Le chapitre qui m'a le plus passionné est sans conteste l'analyse qu'il fait de la santé et du corps, et qu'il intitule avec humour le Problème à Quatre Corps, faisant référence au best-seller chinois de Liu Cixin. Alors là tout y passe, du contrôle économique de nos corps, de l'appropriation de notre santé dans ses recoins les plus intimes et que nous connaissons déjà en France depuis deux ans avec « Notre Espace Santé », dans l'hameçonnage auquel nous soumettent assurances, mutuelles, complémentaires santé dans l'utilisation de notre ADN, tout cela fait froid dans le dos, parce que nous sommes là , non plus dans le virtuel, non plus dans le futur, mais dans le réel, d'aujourd'hui, sans même que nous le sachions ou ne le sentions , dans ce qu'il appelle d'une formule lapidaire « la perte du lien à soi ». Pour résumer ce qu'il décrit dans les quatre corps, le premier corps est notre corps physique, le deuxième corps drapé d'une burqa numérique « est un corps objet d'observation et de vigilance », le troisième corps qu'il baptise « le dé-corps est un corps désaffecté, quant au quatrième corps ce serait la technique qui nous servirait de ra-ccord. « En dévitalisant ce qu'elle prétend solutionner ». On comprend que pour lui, ce qui l'intéresse, ce serait plutôt « l'ac-corps » !
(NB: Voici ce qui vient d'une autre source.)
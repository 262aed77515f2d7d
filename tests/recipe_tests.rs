//! Integration tests for recipes, search, the media feed and profiles.

use std::collections::HashSet;

use recipeshare::AppState;
use recipeshare::config::Config;
use recipeshare::crypto::EncryptionKey;
use recipeshare::db::{IngredientLine, NewUser, RecipeDraft, Store};
use recipeshare::domain::{FeedVariant, RecipeId, UserId};
use recipeshare::services::{
    FeedError, Ingredient, ProfileError, RecipeError, RecipeInput, Suggestion,
};

async fn spawn_state() -> (AppState, std::path::PathBuf) {
    let db_path =
        std::env::temp_dir().join(format!("recipeshare-recipe-test-{}.db", uuid::Uuid::new_v4()));

    let mut config = Config::default();
    config.general.database_path = format!("sqlite:{}", db_path.display());
    config.search_history.encryption_key = Some(EncryptionKey::generate_base64());
    config.feed.page_size = 2;

    let store = Store::new(&config.general.database_path)
        .await
        .expect("Failed to open test database");
    let state = AppState::with_store(config, store).expect("Failed to create app state");

    (state, db_path)
}

async fn create_user(state: &AppState, name: &str) -> UserId {
    let user = state
        .store
        .user_repo()
        .create(NewUser {
            username: name.to_string(),
            email: format!("{name}@example.com"),
            password_hash: "unused".to_string(),
            birthdate: None,
            phone: None,
            country: None,
        })
        .await
        .expect("Failed to create user");
    UserId::new(user.id)
}

fn input(name: &str) -> RecipeInput {
    RecipeInput {
        name: name.to_string(),
        description: format!("A reliable weeknight {name}."),
        category: "Dinner".to_string(),
        prep_time: 10,
        cook_time: 20,
        servings: 2,
        media_url: Some(format!("https://cdn.example.com/{}.mp4", name.len())),
        media_type: "video".to_string(),
        duration_sec: Some(42),
        is_public: true,
        ingredients: vec![
            Ingredient {
                name: "Flour".to_string(),
                amount: "200".to_string(),
                unit: Some("g".to_string()),
            },
            Ingredient {
                name: "Eggs".to_string(),
                amount: "2".to_string(),
                unit: None,
            },
        ],
        steps: vec!["Mix everything".to_string(), "Bake until golden".to_string()],
    }
}

async fn publish(state: &AppState, user: UserId, recipe: RecipeInput) -> RecipeId {
    state
        .recipes
        .create(Some(user), recipe)
        .await
        .expect("Failed to create recipe")
        .id
}

fn cleanup(state: AppState, path: std::path::PathBuf) {
    drop(state);
    let _ = std::fs::remove_file(path);
}

#[tokio::test]
async fn test_create_and_show_recipe() {
    let (state, path) = spawn_state().await;
    let chef = create_user(&state, "chef").await;

    let id = publish(&state, chef, input("Shakshuka")).await;
    let detail = state.recipes.get(None, id).await.unwrap();

    assert_eq!(detail.name, "Shakshuka");
    assert_eq!(detail.category.as_deref(), Some("Dinner"));
    assert_eq!(detail.author.as_deref(), Some("chef"));
    assert_eq!(detail.ingredients.len(), 2);
    assert_eq!(detail.ingredients[0].unit.as_deref(), Some("g"));
    assert_eq!(detail.steps, ["Mix everything", "Bake until golden"]);
    assert_eq!(detail.likes, 0);
    assert!(!detail.is_liked);

    cleanup(state, path);
}

#[tokio::test]
async fn test_create_recipe_validation() {
    let (state, path) = spawn_state().await;
    let chef = create_user(&state, "chef").await;

    assert!(matches!(
        state.recipes.create(None, input("Anonymous pie")).await,
        Err(RecipeError::Unauthorized)
    ));

    let mut unknown_category = input("Paella");
    unknown_category.category = "Space Food".to_string();
    assert!(matches!(
        state.recipes.create(Some(chef), unknown_category).await,
        Err(RecipeError::Validation(msg)) if msg.contains("Space Food")
    ));

    let mut no_steps = input("Paella");
    no_steps.steps.clear();
    assert!(matches!(
        state.recipes.create(Some(chef), no_steps).await,
        Err(RecipeError::Validation(_))
    ));

    let mut bad_media = input("Paella");
    bad_media.media_url = Some("ftp://example.com/video".to_string());
    assert!(matches!(
        state.recipes.create(Some(chef), bad_media).await,
        Err(RecipeError::Validation(_))
    ));

    assert!(state.recipes.list(Some(chef)).await.unwrap().is_empty());

    cleanup(state, path);
}

#[tokio::test]
async fn test_private_recipes_and_ownership() {
    let (state, path) = spawn_state().await;
    let owner = create_user(&state, "owner").await;
    let other = create_user(&state, "other").await;

    let mut secret = input("Grandma's stew");
    secret.is_public = false;
    let private_id = publish(&state, owner, secret).await;
    let public_id = publish(&state, owner, input("Public stew")).await;

    assert!(matches!(
        state.recipes.get(Some(other), private_id).await,
        Err(RecipeError::NotFound)
    ));
    assert!(state.recipes.get(Some(owner), private_id).await.is_ok());

    let visible: Vec<_> = state
        .recipes
        .list(Some(other))
        .await
        .unwrap()
        .into_iter()
        .map(|r| r.id)
        .collect();
    assert_eq!(visible, [public_id]);
    assert_eq!(state.recipes.list(Some(owner)).await.unwrap().len(), 2);

    assert!(matches!(
        state.recipes.update(Some(other), public_id, input("Hijacked")).await,
        Err(RecipeError::Forbidden)
    ));
    assert!(matches!(
        state.recipes.delete(Some(other), private_id).await,
        Err(RecipeError::NotFound)
    ));

    let updated = state
        .recipes
        .update(Some(owner), public_id, input("Better stew"))
        .await
        .unwrap();
    assert_eq!(updated.name, "Better stew");

    state.recipes.delete(Some(owner), public_id).await.unwrap();
    assert!(matches!(
        state.recipes.get(None, public_id).await,
        Err(RecipeError::NotFound)
    ));

    cleanup(state, path);
}

#[tokio::test]
async fn test_search_matches_name_description_and_ingredients() {
    let (state, path) = spawn_state().await;
    let chef = create_user(&state, "chef").await;

    let mut curry = input("Green curry");
    curry.ingredients[0].name = "Lemongrass".to_string();
    let curry_id = publish(&state, chef, curry).await;

    let mut private = input("Secret curry");
    private.is_public = false;
    publish(&state, chef, private).await;

    let mut percent = input("100% rye bread");
    percent.description = "Dense and sour, no wheat at all.".to_string();
    let rye_id = publish(&state, chef, percent).await;

    let by_name = state.search.search_recipes("CURRY").await.unwrap();
    assert_eq!(by_name.iter().map(|r| r.id).collect::<Vec<_>>(), [curry_id.value()]);

    let by_ingredient = state.search.search_recipes("lemongrass").await.unwrap();
    assert_eq!(by_ingredient.len(), 1);

    let by_description = state.search.search_recipes("sour").await.unwrap();
    assert_eq!(by_description[0].id, rye_id.value());

    // LIKE wildcards are matched literally
    assert_eq!(state.search.search_recipes("100%").await.unwrap().len(), 1);
    assert!(state.search.search_recipes("1_0").await.unwrap().is_empty());

    assert!(state.search.search_recipes("   ").await.unwrap().is_empty());

    cleanup(state, path);
}

#[tokio::test]
async fn test_search_records_history_for_signed_in_users() {
    let (state, path) = spawn_state().await;
    let chef = create_user(&state, "chef").await;

    state.search.search(Some(chef), "  tiramisu ").await.unwrap();
    state.search.search(None, "tiramisu").await.unwrap();

    let history = state.history.get_unified_history(Some(chef)).await.unwrap();
    assert_eq!(history.len(), 1);
    assert_eq!(history[0].query, "tiramisu");

    cleanup(state, path);
}

#[tokio::test]
async fn test_suggestions_put_history_before_recipes() {
    let (state, path) = spawn_state().await;
    let chef = create_user(&state, "chef").await;

    publish(&state, chef, input("Pasta Bake")).await;
    publish(&state, chef, input("Pastry")).await;
    publish(&state, chef, input("pasta salad")).await;
    publish(&state, chef, input("Risotto")).await;

    state.history.record_search(Some(chef), "pasta salad").await.unwrap();
    state.history.record_search(Some(chef), "risotto").await.unwrap();

    let suggestions = state.search.get_suggestions(Some(chef), "pas").await.unwrap();
    assert_eq!(
        suggestions,
        [
            Suggestion::history("pasta salad"),
            Suggestion::recipe("Pasta Bake"),
            Suggestion::recipe("Pastry"),
        ]
    );

    let anonymous = state.search.get_suggestions(None, "pas").await.unwrap();
    assert_eq!(anonymous.len(), 3);
    assert!(anonymous.iter().all(|s| s.kind == recipeshare::services::SuggestionKind::Recipe));

    cleanup(state, path);
}

#[tokio::test]
async fn test_feed_pages_cover_every_item_once() {
    let (state, path) = spawn_state().await;
    let chef = create_user(&state, "chef").await;

    let mut expected = HashSet::new();
    for name in ["Bao", "Pho", "Laksa", "Ramen", "Udon"] {
        expected.insert(publish(&state, chef, input(name)).await);
    }

    let mut no_media = input("Plain rice");
    no_media.media_url = None;
    publish(&state, chef, no_media).await;

    let mut private = input("Hidden noodles");
    private.is_public = false;
    publish(&state, chef, private).await;

    let mut seen = Vec::new();
    let mut cursor = None;
    loop {
        let page = state
            .feed
            .feed(None, FeedVariant::Main, cursor, None)
            .await
            .unwrap();
        assert!(page.items.len() <= 2);
        seen.extend(page.items.iter().map(|c| c.id));
        match page.next_cursor {
            Some(next) => cursor = Some(next),
            None => break,
        }
    }

    assert_eq!(seen.len(), 5);
    assert!(seen.windows(2).all(|w| w[0] > w[1]));
    assert_eq!(seen.into_iter().collect::<HashSet<_>>(), expected);

    cleanup(state, path);
}

#[tokio::test]
async fn test_community_feed_excludes_editorial_recipes() {
    let (state, path) = spawn_state().await;
    let chef = create_user(&state, "chef").await;
    let user_recipe = publish(&state, chef, input("Home made gyoza")).await;

    let dinner = state
        .store
        .recipe_repo()
        .category_by_name("Dinner")
        .await
        .unwrap()
        .unwrap();
    state
        .store
        .recipe_repo()
        .create(
            None,
            RecipeDraft {
                name: "Editorial ramen".to_string(),
                description: "From the test kitchen.".to_string(),
                media_url: Some("https://cdn.example.com/ramen.mp4".to_string()),
                media_type: "video".to_string(),
                duration_sec: Some(30),
                prep_time: 5,
                cook_time: 5,
                servings: 1,
                category_id: dinner.id,
                is_public: true,
                ingredients: vec![IngredientLine {
                    name: "Noodles".to_string(),
                    amount: "1".to_string(),
                    unit: None,
                }],
                steps: vec!["Boil".to_string()],
            },
        )
        .await
        .unwrap();

    let main = state
        .feed
        .feed(None, FeedVariant::Main, None, Some(10))
        .await
        .unwrap();
    assert_eq!(main.items.len(), 2);

    let community = state
        .feed
        .feed(None, FeedVariant::Community, None, Some(10))
        .await
        .unwrap();
    assert_eq!(
        community.items.iter().map(|c| c.id).collect::<Vec<_>>(),
        [user_recipe]
    );

    cleanup(state, path);
}

#[tokio::test]
async fn test_like_and_save_toggle() {
    let (state, path) = spawn_state().await;
    let chef = create_user(&state, "chef").await;
    let fan = create_user(&state, "fan").await;

    let id = publish(&state, chef, input("Churros")).await;

    let liked = state.feed.toggle_like(Some(fan), id).await.unwrap();
    assert!(liked.liked);
    assert_eq!(liked.likes, 1);

    let page = state
        .feed
        .feed(Some(fan), FeedVariant::Main, None, None)
        .await
        .unwrap();
    assert!(page.items[0].is_liked);
    assert_eq!(page.items[0].likes, 1);

    let unliked = state.feed.toggle_like(Some(fan), id).await.unwrap();
    assert!(!unliked.liked);
    assert_eq!(unliked.likes, 0);

    assert!(state.feed.toggle_save(Some(fan), id).await.unwrap());
    let saved = state.profiles.saved_recipes(Some(fan)).await.unwrap();
    assert_eq!(saved.len(), 1);
    assert!(!state.feed.toggle_save(Some(fan), id).await.unwrap());
    assert!(state.profiles.saved_recipes(Some(fan)).await.unwrap().is_empty());

    assert!(matches!(
        state.feed.toggle_like(None, id).await,
        Err(FeedError::Unauthorized)
    ));
    assert!(matches!(
        state.feed.toggle_like(Some(fan), RecipeId::new(9999)).await,
        Err(FeedError::NotFound)
    ));

    let mut private = input("Secret churros");
    private.is_public = false;
    let private_id = publish(&state, chef, private).await;
    assert!(matches!(
        state.feed.toggle_save(Some(fan), private_id).await,
        Err(FeedError::NotFound)
    ));

    cleanup(state, path);
}

#[tokio::test]
async fn test_profile_counts_and_cookbook() {
    let (state, path) = spawn_state().await;
    let chef = create_user(&state, "chef").await;
    let fan = create_user(&state, "fan").await;

    let first = publish(&state, chef, input("Focaccia")).await;
    let second = publish(&state, chef, input("Ciabatta")).await;

    state.feed.toggle_like(Some(fan), first).await.unwrap();
    state.feed.toggle_like(Some(fan), second).await.unwrap();
    state.feed.toggle_like(Some(chef), first).await.unwrap();
    state.feed.toggle_save(Some(fan), second).await.unwrap();

    let profile = state.profiles.profile(Some(chef)).await.unwrap();
    assert_eq!(profile.username, "chef");
    assert_eq!(profile.recipe_count, 2);
    assert_eq!(profile.likes_received, 3);
    assert_eq!(profile.saved_count, 0);

    let fan_profile = state.profiles.profile(Some(fan)).await.unwrap();
    assert_eq!(fan_profile.saved_count, 1);
    assert_eq!(fan_profile.likes_received, 0);

    let own = state.profiles.own_recipes(Some(chef)).await.unwrap();
    assert_eq!(own.iter().map(|r| r.id).collect::<Vec<_>>(), [second, first]);

    // A saved recipe that turns private disappears from the saver's list
    let mut hidden = input("Ciabatta");
    hidden.is_public = false;
    state.recipes.update(Some(chef), second, hidden).await.unwrap();
    assert!(state.profiles.saved_recipes(Some(fan)).await.unwrap().is_empty());

    assert!(matches!(
        state.profiles.update_profile_image(Some(chef), "not a url").await,
        Err(ProfileError::Validation(_))
    ));
    state
        .profiles
        .update_profile_image(Some(chef), "https://cdn.example.com/me.png")
        .await
        .unwrap();
    let profile = state.profiles.profile(Some(chef)).await.unwrap();
    assert_eq!(
        profile.profile_image_url.as_deref(),
        Some("https://cdn.example.com/me.png")
    );

    assert!(matches!(
        state.profiles.profile(None).await,
        Err(ProfileError::Unauthorized)
    ));

    cleanup(state, path);
}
le débat serait vaste pour les soignants, de plus en plus égarés dans un univers technologique, qui nous a fait passer d'une observation du corps, que l'on écoute, à un corps observé que l'on touche et que l'on palpe pour l'entendre et tâcher d'en décrypter la plainte, à un corps que l'on ne regarde même plus parce qu'il nous a été volé, dérobé, par la technologie avant de
devenir la proie et la propriété des sociétés marchandes, de soins, de médicaments, de vaccins en tout genre, de chimiothérapies diverses et coûteuses propres à soigner des pathologies que la technique , le mode de vie , les alimentations frelatées ont elles-mêmes souvent créés. Avec tout un background que je ne veux pas détailler ici.

Longue réflexion aussi avec ce qu'il appelle avec humour « l'Intelligence Amie ». Damasio n'est pas borné, il devine bien ce que l'on pourrait en faire dans une autre représentation du monde. Mais ce Monde-là n'est pas et ne sera jamais le nôtre. Ce serait lui le Monde fictionnel. Ce que Damasio tente de dire sans trop y croire, c'est « qu'il est temps de passer de la civilisation du plus à la civilisation du mieux en matière de Data ». Vous y croyez-vous ?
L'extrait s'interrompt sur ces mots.